In the EU, government data on agricultural crops and inputs could be the key to a new way of pesticide testing, says Topping. Using this data, researchers can build sophisticated landscape models for different crops across various regions and climates, down to one meter in resolution. These can show how pesticides applied will move across the area, and what species are present. “This is really quite a lot like a SimCity game,” says Topping. “You’ll have the farmers who are going out in the model and monitoring their crops, applying the herbicides, pesticides, insecticides, fertilizers, changing the crops in the fields. And the animals will be moving around inside this kind of virtual reality … So these are very detailed models.”

This type of modelling would help farmers make more informed decisions on which pesticides to use and in what quantities, as well as understand how long it takes organisms to recover. Continued data from farmers and scientists could help make the information more accurate too.

Still, Topping says the environmental risks need to be balanced with the reality of needing enough crops. “We want these pesticides because they’re needed to kill the pests which are otherwise threatening food production,” he says. “There has to be a balance, and part of that balance is understanding the real effects on the environment.”

In the States, it would likely be more challenging to implement such a system, says Anne Fairbrother, an ecotoxicologist with Exponent, a consulting company. “Most states don’t even collect data in terms of pesticide use at the farm level.” Even so, the federal government could still improve guidelines for assessing impacts on non-pest organisms, adds Fairbrother, who has also worked for the EPA. Instead of just calling a pesticide safe or not, as the current process does, updated guidelines could convey a more precise level of risk. Another improvement would be addressing how a chemical affects the recovery of endangered or sensitive species. “None of our toxicity testing and risk assessment really asks the question of how is this pesticide actually going to affect the populations of things that we’re concerned about,” says Fairbrother.

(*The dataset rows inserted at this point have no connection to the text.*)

//! Snapshot of the live database structure.
//!
//! The planner replays the operations it emits onto a snapshot so that
//! later decisions (index reconciliation in particular) see the database
//! as it will be, not as it was when the pass started.

use std::collections::BTreeMap;

use serde::Serialize;

use crate::error::{Result, SyncError};
use crate::operations::SyncOperation;

/// An introspected column.
#[derive(Debug, Clone, PartialEq, Eq, Serialize)]
pub struct LiveField {
    /// Column name.
    pub name: String,
    /// Uppercase column type as reported by the database.
    pub sql_type: String,
}

impl LiveField {
    /// Creates a live field, uppercasing the type.
    #[must_use]
    pub fn new(name: impl Into<String>, sql_type: &str) -> Self {
        Self {
            name: name.into(),
            sql_type: sql_type.trim().to_ascii_uppercase(),
        }
    }
}

/// An introspected table.
#[derive(Debug, Clone, Default, PartialEq, Eq, Serialize)]
pub struct LiveTable {
    /// Columns in order.
    pub fields: Vec<LiveField>,
    /// Index name to ordered field list, primary key excluded.
    pub indexes: BTreeMap<String, Vec<String>>,
}

impl LiveTable {
    /// Gets a field by name.
    #[must_use]
    pub fn get_field(&self, name: &str) -> Option<&LiveField> {
        self.fields.iter().find(|f| f.name == name)
    }
}

/// The live structure of every table.
#[derive(Debug, Clone, Default, PartialEq, Eq, Serialize)]
pub struct LiveSchema {
    tables: BTreeMap<String, LiveTable>,
}

impl LiveSchema {
    /// Creates an empty snapshot.
    #[must_use]
    pub fn new() -> Self {
        Self::default()
    }

    /// Adds or replaces a table.
    pub fn insert(&mut self, name: impl Into<String>, table: LiveTable) {
        self.tables.insert(name.into(), table);
    }

    /// Returns true if the table exists.
    #[must_use]
    pub fn contains(&self, name: &str) -> bool {
        self.tables.contains_key(name)
    }

    /// Gets a table by name.
    #[must_use]
    pub fn get_table(&self, name: &str) -> Option<&LiveTable> {
        self.tables.get(name)
    }

    /// Table names, sorted.
    pub fn table_names(&self) -> impl Iterator<Item = &str> {
        self.tables.keys().map(String::as_str)
    }

    /// Number of tables.
    #[must_use]
    pub fn len(&self) -> usize {
        self.tables.len()
    }

    /// Returns true if there are no tables.
    #[must_use]
    pub fn is_empty(&self) -> bool {
        self.tables.is_empty()
    }

    fn table_mut(&mut self, name: &str) -> Result<&mut LiveTable> {
        self.tables
            .get_mut(name)
            .ok_or_else(|| SyncError::InvalidState(format!("Table '{name}' does not exist")))
    }

    /// Applies a single operation to the snapshot.
    pub fn apply_operation(&mut self, operation: &SyncOperation) -> Result<()> {
        match operation {
            SyncOperation::CreateTable { name, columns, .. } => {
                if self.contains(name) {
                    return Err(SyncError::InvalidState(format!(
                        "Table '{name}' already exists"
                    )));
                }
                let fields = columns
                    .iter()
                    .map(|c| LiveField::new(c.name.clone(), &c.sql_type))
                    .collect();
                self.insert(
                    name.clone(),
                    LiveTable {
                        fields,
                        indexes: BTreeMap::new(),
                    },
                );
            }

            SyncOperation::RenameTable { old_name, new_name } => {
                if self.contains(new_name) {
                    return Err(SyncError::InvalidState(format!(
                        "Table '{new_name}' already exists"
                    )));
                }
                let table = self.tables.remove(old_name).ok_or_else(|| {
                    SyncError::InvalidState(format!("Table '{old_name}' does not exist"))
                })?;
                self.tables.insert(new_name.clone(), table);
            }

            SyncOperation::DropTable { name } => {
                self.tables.remove(name).ok_or_else(|| {
                    SyncError::InvalidState(format!("Table '{name}' does not exist"))
                })?;
            }

            SyncOperation::CreateIndex {
                name,
                table,
                columns,
                ..
            } => {
                let t = self.table_mut(table)?;
                if t.indexes.contains_key(name) {
                    return Err(SyncError::InvalidState(format!(
                        "Index '{name}' already exists on table '{table}'"
                    )));
                }
                t.indexes.insert(name.clone(), columns.clone());
            }

            SyncOperation::DropIndex { name, table } => {
                let t = self.table_mut(table)?;
                t.indexes.remove(name).ok_or_else(|| {
                    SyncError::InvalidState(format!(
                        "Index '{name}' does not exist on table '{table}'"
                    ))
                })?;
            }

            SyncOperation::DropImplicitIndexes { table } => {
                self.table_mut(table)?.indexes.clear();
            }

            SyncOperation::CopyRows { target, source, .. } => {
                self.table_mut(source)?;
                self.table_mut(target)?;
            }

            SyncOperation::ClearTable { name } | SyncOperation::InsertRows { table: name, .. } => {
                self.table_mut(name)?;
            }
        }
        Ok(())
    }
}

#[cfg(test)]
mod tests {
    use super::*;
    use crate::operations::ColumnDef;

    fn demo() -> LiveSchema {
        let mut live = LiveSchema::new();
        let mut table = LiveTable {
            fields: vec![LiveField::new("id", "integer"), LiveField::new("name", "varchar(50)")],
            indexes: BTreeMap::new(),
        };
        table
            .indexes
            .insert("tbl_demo_name".to_string(), vec!["name".to_string()]);
        live.insert("tbl_demo", table);
        live
    }

    #[test]
    fn test_types_are_uppercased() {
        let live = demo();
        let table = live.get_table("tbl_demo").unwrap();
        assert_eq!(table.get_field("name").unwrap().sql_type, "VARCHAR(50)");
    }

    #[test]
    fn test_rename_keeps_indexes() {
        let mut live = demo();
        live.apply_operation(&SyncOperation::rename_table("tbl_demo", "__tbl_demo__"))
            .unwrap();
        assert!(!live.contains("tbl_demo"));
        let backup = live.get_table("__tbl_demo__").unwrap();
        assert_eq!(backup.indexes.len(), 1);
    }

    #[test]
    fn test_create_starts_without_indexes() {
        let mut live = LiveSchema::new();
        live.apply_operation(&SyncOperation::create_table(
            "t",
            vec![ColumnDef::new("id", "INTEGER", "0").primary_key()],
            Vec::new(),
            None,
        ))
        .unwrap();
        assert!(live.get_table("t").unwrap().indexes.is_empty());
        assert!(live
            .apply_operation(&SyncOperation::create_table("t", Vec::new(), Vec::new(), None))
            .is_err());
    }

    #[test]
    fn test_index_operations() {
        let mut live = demo();
        live.apply_operation(&SyncOperation::drop_index("tbl_demo_name", "tbl_demo"))
            .unwrap();
        assert!(live
            .apply_operation(&SyncOperation::drop_index("tbl_demo_name", "tbl_demo"))
            .is_err());
        live.apply_operation(&SyncOperation::create_index(
            "tbl_demo_id_name",
            "tbl_demo",
            vec!["id".to_string(), "name".to_string()],
            false,
        ))
        .unwrap();
        assert_eq!(
            live.get_table("tbl_demo").unwrap().indexes["tbl_demo_id_name"],
            ["id", "name"]
        );
    }

    #[test]
    fn test_drop_missing_table() {
        let mut live = LiveSchema::new();
        assert!(matches!(
            live.apply_operation(&SyncOperation::drop_table("nope")),
            Err(SyncError::InvalidState(_))
        ));
    }
}
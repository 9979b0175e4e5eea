//! Pass kinds and their reports.

use std::fmt;

use serde::Serialize;

/// The two synchronization passes.
#[derive(Debug, Clone, Copy, PartialEq, Eq, Hash, Serialize)]
#[serde(rename_all = "lowercase")]
pub enum SyncKind {
    /// Tables, columns and indexes.
    Schema,
    /// Canonical static rows.
    Static,
}

impl SyncKind {
    /// Key under which the pass stores its hash.
    #[must_use]
    pub fn state_key(&self) -> &'static str {
        match self {
            Self::Schema => "dbschema",
            Self::Static => "dbstatic",
        }
    }
}

impl fmt::Display for SyncKind {
    fn fmt(&self, f: &mut fmt::Formatter<'_>) -> fmt::Result {
        match self {
            Self::Schema => f.write_str("schema"),
            Self::Static => f.write_str("static"),
        }
    }
}

/// Outcome of one pass.
#[derive(Debug, Clone, PartialEq, Eq, Serialize)]
pub struct SyncReport {
    /// Which pass produced this report.
    pub kind: SyncKind,
    /// True when the stored hash was current and nothing ran.
    pub skipped: bool,
    /// True when statements were only collected, not executed.
    pub dry_run: bool,
    /// One line per applied step.
    pub history: Vec<String>,
    /// SQL statements, in execution order.
    pub statements: Vec<String>,
    /// Change count: one per schema step, the row count difference per
    /// static table.
    pub changes: usize,
}

impl SyncReport {
    /// Empty report for a pass that is about to run.
    #[must_use]
    pub fn new(kind: SyncKind) -> Self {
        Self {
            kind,
            skipped: false,
            dry_run: false,
            history: Vec::new(),
            statements: Vec::new(),
            changes: 0,
        }
    }

    /// Report for a pass short-circuited by the hash gate.
    #[must_use]
    pub fn unchanged(kind: SyncKind) -> Self {
        Self {
            skipped: true,
            ..Self::new(kind)
        }
    }

    /// Number of changes made.
    #[must_use]
    pub fn count(&self) -> usize {
        self.changes
    }

    /// Returns true if the pass changed nothing.
    #[must_use]
    pub fn is_noop(&self) -> bool {
        self.history.is_empty()
    }
}

impl fmt::Display for SyncReport {
    fn fmt(&self, f: &mut fmt::Formatter<'_>) -> fmt::Result {
        if self.skipped {
            return write!(f, "{}: up to date", self.kind);
        }
        writeln!(f, "{}: {} change(s)", self.kind, self.count())?;
        for line in &self.history {
            writeln!(f, "  {line}")?;
        }
        Ok(())
    }
}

Toppings adds that a future system based on modelling and monitoring agricultural landscapes wouldn’t necessarily be more restrictive. Instead, it would help create tailored “prescriptions” for what pesticides to use for a given pest in a given region. It’s even possible that fewer chemicals would be banned outright—their application would more likely be constricted to a given window in which the timing and amount is least likely to affect non-pest species. “[It would be] very much like going to the doctor and getting a prescription for antibiotics,” says Topping. “If you’ve got a really bad disease, you can get a very strong [medication] but you’re not going to get that for everything because just like antibiotics, it’s not good to use very strong pesticides.”